In this particular case one of the best approaches would be a fluent builder-ish interface with extension methods on the logger interface itself for ease of use. I won’t bother you with implementation details but what we have in the end looks like this.
int insertedRowsCount = 0;
int updatedRowsCount = 0;
using (var chrono = logger.Chrono().For("operation {operationNumber}", 0)
.Report("{insertedRowsCount} rows inserted, {deletedRowsCount} rows updated",
() => insertedRowsCount,
() => updatedRowsCount)
.WithEventLevel(ChronographLoggerEventLevel.Debug)
.Start()
)
{
(insertedRowsCount, updatedRowsCount) = UpdateInfoInDb();
}Where Chrono() is an extension method on ILogger interface and all other chained methods setting up the Chronograph instance (returning this for fluency) before starting the internal stopwatch. Notice that we now have control over an event level.
Given an amount of action packed into that single using statement all this using abuse looks not so bad after all! We can strip some more chars with using declaration but what we have is good enough as it is.
Now for the last part – abstracting away the concrete logger implementation. First of all let’s extract logger interface that we can lean against (notice the generic ChronographLoggerEventLevel since all the logging frameworks use different names for event levels).

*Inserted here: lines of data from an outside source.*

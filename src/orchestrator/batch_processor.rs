//! 应用生命周期 - 编排层
//!
//! ## 核心功能
//!
//! 1. **示例模板**：输入文件不存在时写出示例模板并结束
//! 2. **加载**：读取评分表，格式错误直接终止
//! 3. **凭据**：批处理开始前解析一次，缺失直接终止
//! 4. **运行**：委托 batch_runner 顺序处理
//! 5. **导出**：写出追加了摘要列的表格

use crate::config::Config;
use crate::error::{AppError, AppResult};
use crate::models::loaders::load_score_table_from_path;
use crate::models::record::ScoreTable;
use crate::orchestrator::batch_runner::{self, BatchEvent, BatchStats, ProgressSink};
use crate::services::{result_exporter, LlmService, PromptCompiler, SummaryGenerator, SummaryWriter};
use crate::utils::logging;
use crate::workflow::RecordState;
use std::path::{Path, PathBuf};
use tokio::fs;
use tracing::{info, warn};

/// 一次运行的结果
#[derive(Debug, Clone, PartialEq, Eq)]
pub enum RunOutcome {
    /// 输入文件不存在，已写出示例模板
    TemplateWritten { path: PathBuf },
    /// 已生成并导出结果
    Generated { output_file: PathBuf, stats: BatchStats },
}

/// 应用主结构
pub struct App {
    config: Config,
    compiler: PromptCompiler,
}

impl App {
    /// 初始化应用
    pub fn initialize(config: Config) -> Self {
        logging::log_startup(&config);
        Self {
            config,
            compiler: PromptCompiler::new(),
        }
    }

    /// 运行应用主逻辑
    pub async fn run(&self) -> AppResult<RunOutcome> {
        let input = Path::new(&self.config.input_file);
        if !input.exists() {
            return self.write_sample_template().await;
        }

        let table = self.load_table().await?;

        // 凭据在处理任何一行之前解析
        let service = LlmService::new(&self.config)?;

        self.generate_with(table, &service).await
    }

    /// 加载评分表
    pub async fn load_table(&self) -> AppResult<ScoreTable> {
        info!("\n📁 正在读取评分表...");
        let table = load_score_table_from_path(Path::new(&self.config.input_file)).await?;
        logging::log_table_loaded(&table);
        Ok(table)
    }

    /// 使用给定的生成能力处理整张表并导出
    pub async fn generate_with<G: SummaryGenerator + ?Sized>(
        &self,
        table: ScoreTable,
        generator: &G,
    ) -> AppResult<RunOutcome> {
        if table.is_empty() {
            warn!("⚠️ 评分表没有任何数据行");
        }

        let writer = SummaryWriter::with_path(&self.config.output_log_file);
        writer.init()?;

        let mut progress = TerminalProgress {
            writer: &writer,
            verbose: self.config.verbose_logging,
        };
        let report = batch_runner::run_batch(
            table,
            &self.compiler,
            generator,
            self.config.verbose_logging,
            &mut progress,
        )
        .await;

        let bytes = result_exporter::export(&report.table, &report.results())?;
        let output_file = PathBuf::from(&self.config.output_file);
        fs::write(&output_file, bytes)
            .await
            .map_err(|e| AppError::io(&self.config.output_file, e))?;

        logging::print_final_stats(&report.stats, &self.config.output_file, writer.path());

        Ok(RunOutcome::Generated {
            output_file,
            stats: report.stats,
        })
    }

    /// 写出示例模板
    async fn write_sample_template(&self) -> AppResult<RunOutcome> {
        let path = PathBuf::from(&self.config.sample_template_file);
        let bytes = result_exporter::sample_template()?;
        fs::write(&path, bytes)
            .await
            .map_err(|e| AppError::io(&self.config.sample_template_file, e))?;

        warn!("⚠️ 未找到输入文件: {}", self.config.input_file);
        info!("📥 已写出示例模板: {}", path.display());
        info!("💡 按模板填写候选人数据后保存为 {} 再运行", self.config.input_file);

        Ok(RunOutcome::TemplateWritten { path })
    }
}

/// 终端进度：日志 + 摘要日志文件
struct TerminalProgress<'a> {
    writer: &'a SummaryWriter,
    verbose: bool,
}

impl ProgressSink for TerminalProgress<'_> {
    fn on_event(&mut self, event: &BatchEvent<'_>) {
        match event {
            BatchEvent::Started { total } => {
                info!("✨ 开始生成 {} 份摘要", total);
            }
            BatchEvent::RecordState {
                ctx,
                state: RecordState::Pending,
            } => logging::log_record_start(ctx),
            BatchEvent::RecordState { .. } => {}
            BatchEvent::RecordFinished { ctx, outcome } => {
                logging::log_summary(ctx, outcome.text(), self.verbose);
                if let Err(e) = self
                    .writer
                    .append(&ctx.name, ctx.position(), ctx.total, outcome.text())
                {
                    warn!("写入摘要日志失败: {}", e);
                }
            }
            BatchEvent::Finished { .. } => {
                info!("✅ All summaries generated!");
            }
        }
    }
}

public interface IChronographLogger
{
void Write(ChronographLoggerEventLevel level, string message);
void Write(ChronographLoggerEventLevel level, string messageTemplate, params object[] propertyValues);
}Then implement that using our logging framework of choice. Last step is to add an extension method for chronograph creation to our logging framework core interface. Here’s the example for Serilog.
public static Core.Chronograph Chrono(this ILogger targetLogger)
{
var serilogChronoLogger = new SerilogChronographLogger(targetLogger);
return Core.Chronograph.Create(serilogChronoLogger)

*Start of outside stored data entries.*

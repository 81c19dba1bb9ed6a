pub mod competency;
pub mod loaders;
pub mod record;
pub mod worked_examples;

pub use competency::{BandProfile, ColumnKind, ScoreBand, EXPECTED_COLUMNS};
pub use loaders::{load_score_table, load_score_table_from_path};
pub use record::{CandidateRecord, CellValue, ScoreTable};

.WithEventLevel(DefaultChronographEventLevel);
}In our final implementation we have a single option to create the Chronograph instance – Chronograph Create(IChronographLogger logger) static factory method.
Conclusion
There is no such thing as a free lunch, same goes for logging. There is always an overhead in terms of allocations and performance, and even more so – with custom chronograph like the one I described above. But sometimes we can sacrifice some CPU cycles and garbage collections in order to have a clean and universal method of reporting operations. And if – after all the benchmarking and profiling – we find out that no we can’t, well, it was fun to design and build anyways!